# VIC - McLoughlin's, so much more than mudflats. Bonus pics!



## blahger (Feb 6, 2009)

Just make sure the bait is really fresh next time to supplement the meals


----------



## LoboLoco (Feb 1, 2008)

sounds like a great trip fellas!
good report, I enjoyed reading it.


----------



## cruiser (Dec 19, 2007)

Well done guys ,great report and at times very funny,enjoyed it very muchly

cheers cruiser


----------



## Booyah (Apr 26, 2009)

Nice work, alas for the weed! If you launch from the boat ramp there is always water as the river bed runs next to it. probably another 10 minutes to paddle but saves scrambling over the mud.


----------



## sunshiner (Feb 22, 2006)

What a great Sunday morning read, Eric -- I had a good pre-brekky laugh from that. Thanks for going to the trouble of so richly describing the adventure. If we had a "Favourites" facility on AKFF, you'd be one of mine.


----------



## Dodge (Oct 12, 2005)

Eric that was a good yarn mate


----------



## TheFishinMusician (Feb 5, 2007)

.


----------



## ELM (Jul 14, 2008)

A fantastic read guys, sounds like you had a cracking time. How long till the next adventure?


----------



## ELM (Jul 14, 2008)

A fantastic read guys, sounds like you had a cracking time. How long till the next adventure?


----------



## Peril (Sep 5, 2005)

Well done on the trip guys.

Eric, bravo, bravissimo!


----------



## TheFishinMusician (Feb 5, 2007)

.


----------



## kas (May 5, 2009)

Great report guys, looks like an awsome spot. Next time maybe you can bring at least one member of the folk band & that way you have food sorted!


----------



## Ruggedrob (Jun 12, 2008)

Beware of the dreaded mud monster. McLoughlin jetty launch is all about timing and launching on a high tide.

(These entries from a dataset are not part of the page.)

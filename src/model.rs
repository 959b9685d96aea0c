//! Core data model shared by the Registry API, Scheduler, Runner Pool, and
//! State & Alert Engine.
//!
//! These types mirror the rows of the durable store (see [`crate::store`])
//! and are intentionally flat: nothing here holds a reference to another
//! row, subjects are looked up by id.

use chrono::{DateTime, Utc};
use serde::{Deserialize, Serialize};
use uuid::Uuid;

/// A tenant owns tests and API keys.
#[derive(Debug, Clone, Serialize, Deserialize)]
pub struct Tenant {
    pub id: Uuid,
    pub name: String,
    pub created_at: DateTime<Utc>,
}

/// An API key is shown in raw form exactly once, at creation. Afterwards
/// only its hash is compared against incoming `Authorization` headers.
#[derive(Debug, Clone, Serialize, Deserialize)]
pub struct ApiKey {
    pub id: Uuid,
    pub tenant_id: Uuid,
    pub token_hash: String,
    pub created_at: DateTime<Utc>,
    pub revoked_at: Option<DateTime<Utc>>,
}

/// The kind of sandbox a test's source file expects to run under.
///
/// Determines both the wrapper script ([`crate::bundled`]) used to execute
/// it and the file extension a new upload must carry.
#[derive(Debug, Clone, Copy, PartialEq, Eq, Serialize, Deserialize)]
#[serde(rename_all = "snake_case")]
pub enum TestKind {
    ScriptPython,
    ScriptJs,
}

impl TestKind {
    /// The file extension an uploaded source file must carry for this kind.
    pub fn expected_extension(&self) -> &'static str {
        match self {
            TestKind::ScriptPython => "py",
            TestKind::ScriptJs => "js",
        }
    }

    pub fn as_str(&self) -> &'static str {
        match self {
            TestKind::ScriptPython => "script_python",
            TestKind::ScriptJs => "script_js",
        }
    }
}

/// A tenant-owned end-to-end test definition.
#[derive(Debug, Clone, Serialize, Deserialize)]
pub struct Test {
    pub id: Uuid,
    pub tenant_id: Uuid,
    pub name: String,
    pub base_url: String,
    pub kind: TestKind,
    pub enabled: bool,
    pub disabled_reason: Option<String>,
    pub disabled_until_ts: Option<DateTime<Utc>>,
    pub interval_seconds: i64,
    pub timeout_seconds: i64,
    pub jitter_seconds: i64,
    pub down_after_failures: i64,
    pub up_after_successes: i64,
    /// Path (relative to the artifact store root) of the uploaded source.
    pub source_blob_ref: String,
    pub created_at: DateTime<Utc>,
    pub updated_at: DateTime<Utc>,
}

impl Test {
    /// Schedule bounds named in the spec: 60..=3600 seconds.
    pub const MIN_INTERVAL_SECONDS: i64 = 60;
    pub const MAX_INTERVAL_SECONDS: i64 = 3600;
    pub const MIN_TIMEOUT_SECONDS: i64 = 1;
    pub const MAX_TIMEOUT_SECONDS: i64 = 300;
}

/// Whether a subject (test or domain) is currently considered reachable.
#[derive(Debug, Clone, Copy, PartialEq, Eq, Serialize, Deserialize)]
#[serde(rename_all = "snake_case")]
pub enum EffectiveOk {
    Unknown,
    Up,
    Down,
}

/// Debounced state for a single Test. One row per test, created on first run.
#[derive(Debug, Clone, Serialize, Deserialize)]
pub struct TestState {
    pub test_id: Uuid,
    pub effective_ok: EffectiveOk,
    pub fail_streak: i64,
    pub success_streak: i64,
    pub last_ok_ts: Option<DateTime<Utc>>,
    pub last_fail_ts: Option<DateTime<Utc>>,
    pub last_alert_ts: Option<DateTime<Utc>>,
    pub next_due_ts: DateTime<Utc>,
}

impl TestState {
    pub fn fresh(test_id: Uuid, next_due_ts: DateTime<Utc>) -> Self {
        Self {
            test_id,
            effective_ok: EffectiveOk::Unknown,
            fail_streak: 0,
            success_streak: 0,
            last_ok_ts: None,
            last_fail_ts: None,
            last_alert_ts: None,
            next_due_ts,
        }
    }
}

/// Terminal outcome of a single sandboxed run.
#[derive(Debug, Clone, Copy, PartialEq, Eq, Serialize, Deserialize)]
#[serde(rename_all = "snake_case")]
pub enum RunStatus {
    Pass,
    Fail,
    InfraDegraded,
    Timeout,
}

/// A finished (or abandoned) execution of a Test.
#[derive(Debug, Clone, Serialize, Deserialize)]
pub struct Run {
    pub id: Uuid,
    pub test_id: Uuid,
    pub scheduled_for_ts: DateTime<Utc>,
    pub started_at: DateTime<Utc>,
    pub finished_at: DateTime<Utc>,
    pub status: RunStatus,
    pub elapsed_ms: Option<i64>,
    pub error_kind: Option<String>,
    pub error_message: Option<String>,
    pub final_url: Option<String>,
    pub page_title: Option<String>,
    /// Artifact names written for this run (e.g. `failure.png`, `run.log`).
    pub artifacts: Vec<String>,
}

/// A static, file-configured first-party domain watched by the built-in
/// uptime monitor.
#[derive(Debug, Clone, Serialize, Deserialize)]
pub struct Domain {
    pub name: String,
    pub http_check_url: String,
    pub browser_check_enabled: bool,
    pub interval_seconds: i64,
    pub timeout_seconds: i64,
    pub down_after_failures: i64,
    pub up_after_successes: i64,
    pub disabled: bool,
    pub disabled_until_ts: Option<DateTime<Utc>>,
}

/// Debounced state for a Domain. Mirrors [`TestState`].
#[derive(Debug, Clone, Serialize, Deserialize)]
pub struct DomainState {
    pub name: String,
    pub effective_ok: EffectiveOk,
    pub fail_streak: i64,
    pub success_streak: i64,
    pub last_ok_ts: Option<DateTime<Utc>>,
    pub last_fail_ts: Option<DateTime<Utc>>,
    pub last_alert_ts: Option<DateTime<Utc>>,
    pub next_due_ts: DateTime<Utc>,
}

impl DomainState {
    pub fn fresh(name: String, next_due_ts: DateTime<Utc>) -> Self {
        Self {
            name,
            effective_ok: EffectiveOk::Unknown,
            fail_streak: 0,
            success_streak: 0,
            last_ok_ts: None,
            last_fail_ts: None,
            last_alert_ts: None,
            next_due_ts,
        }
    }
}

/// Status of a durable run-queue entry. Leases are time-bounded so a
/// crashed worker's claim is eventually reclaimed.
#[derive(Debug, Clone, Copy, PartialEq, Eq, Serialize, Deserialize)]
#[serde(rename_all = "snake_case")]
pub enum QueueStatus {
    Queued,
    Leased,
    Done,
}

#[derive(Debug, Clone, Serialize, Deserialize)]
pub struct RunQueueEntry {
    pub id: Uuid,
    pub test_id: Uuid,
    pub due_ts: DateTime<Utc>,
    pub attempt: i64,
    pub status: QueueStatus,
    pub leased_by: Option<String>,
    pub leased_until_ts: Option<DateTime<Utc>>,
}

/// The subject of a debounce observation: either a tenant Test or a
/// built-in Domain. Kept distinct from `Uuid`/`String` so the State Engine
/// never confuses the two id spaces.
#[derive(Debug, Clone, PartialEq, Eq, Hash)]
pub enum SubjectId {
    Test(Uuid),
    Domain(String),
}

impl std::fmt::Display for SubjectId {
    fn fmt(&self, f: &mut std::fmt::Formatter<'_>) -> std::fmt::Result {
        match self {
            SubjectId::Test(id) => write!(f, "test:{id}"),
            SubjectId::Domain(name) => write!(f, "domain:{name}"),
        }
    }
}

The 20 m section about midway down the jetty has sinking mud down to your knees and will bring a grown man to tears - I know.


----------



## Hantu (Aug 24, 2009)

thx for the entertaining report really enjoyed reading it. loved all the pics, apprecaited the googleearth maps. makes reading the report all the more clearer.


----------



## PAINKILLER (Oct 20, 2008)

Fishinmusician Just wondering if the You Tube footage and photos were taken with the Z33 camera you purchased for $168?

Cheers

Justin


----------



## TheFishinMusician (Feb 5, 2007)

.


----------



## froof1 (Feb 3, 2009)

Very entertaining. You guys should write a book or start your own You Tube programme like the Angry Fisherman. Excellant stuff.

Cheers


----------



## grinner (May 15, 2008)

great report, luv a fire at night,
possum have eaten all my food once when camper so know that hungry feeling
great looking beach
cheers pete


----------



## Vulcan (Nov 6, 2008)

G'day Eric and TFM.

What a 'pissa 'of a a fishin report. 
Ahh the Woodside Servo.
Sheesh that place is the last resort for food, you guys musta been desparate.
Was tellin a mate about your report, he suggested to head west after leaving the big jetty. Try fishin some gutters there, should be successful according to him.
Apparently not to many stink boats attempt to fish there as a huge risk of grounding, some good holes there where the fish hold up.

Cheers 
Vulcan


----------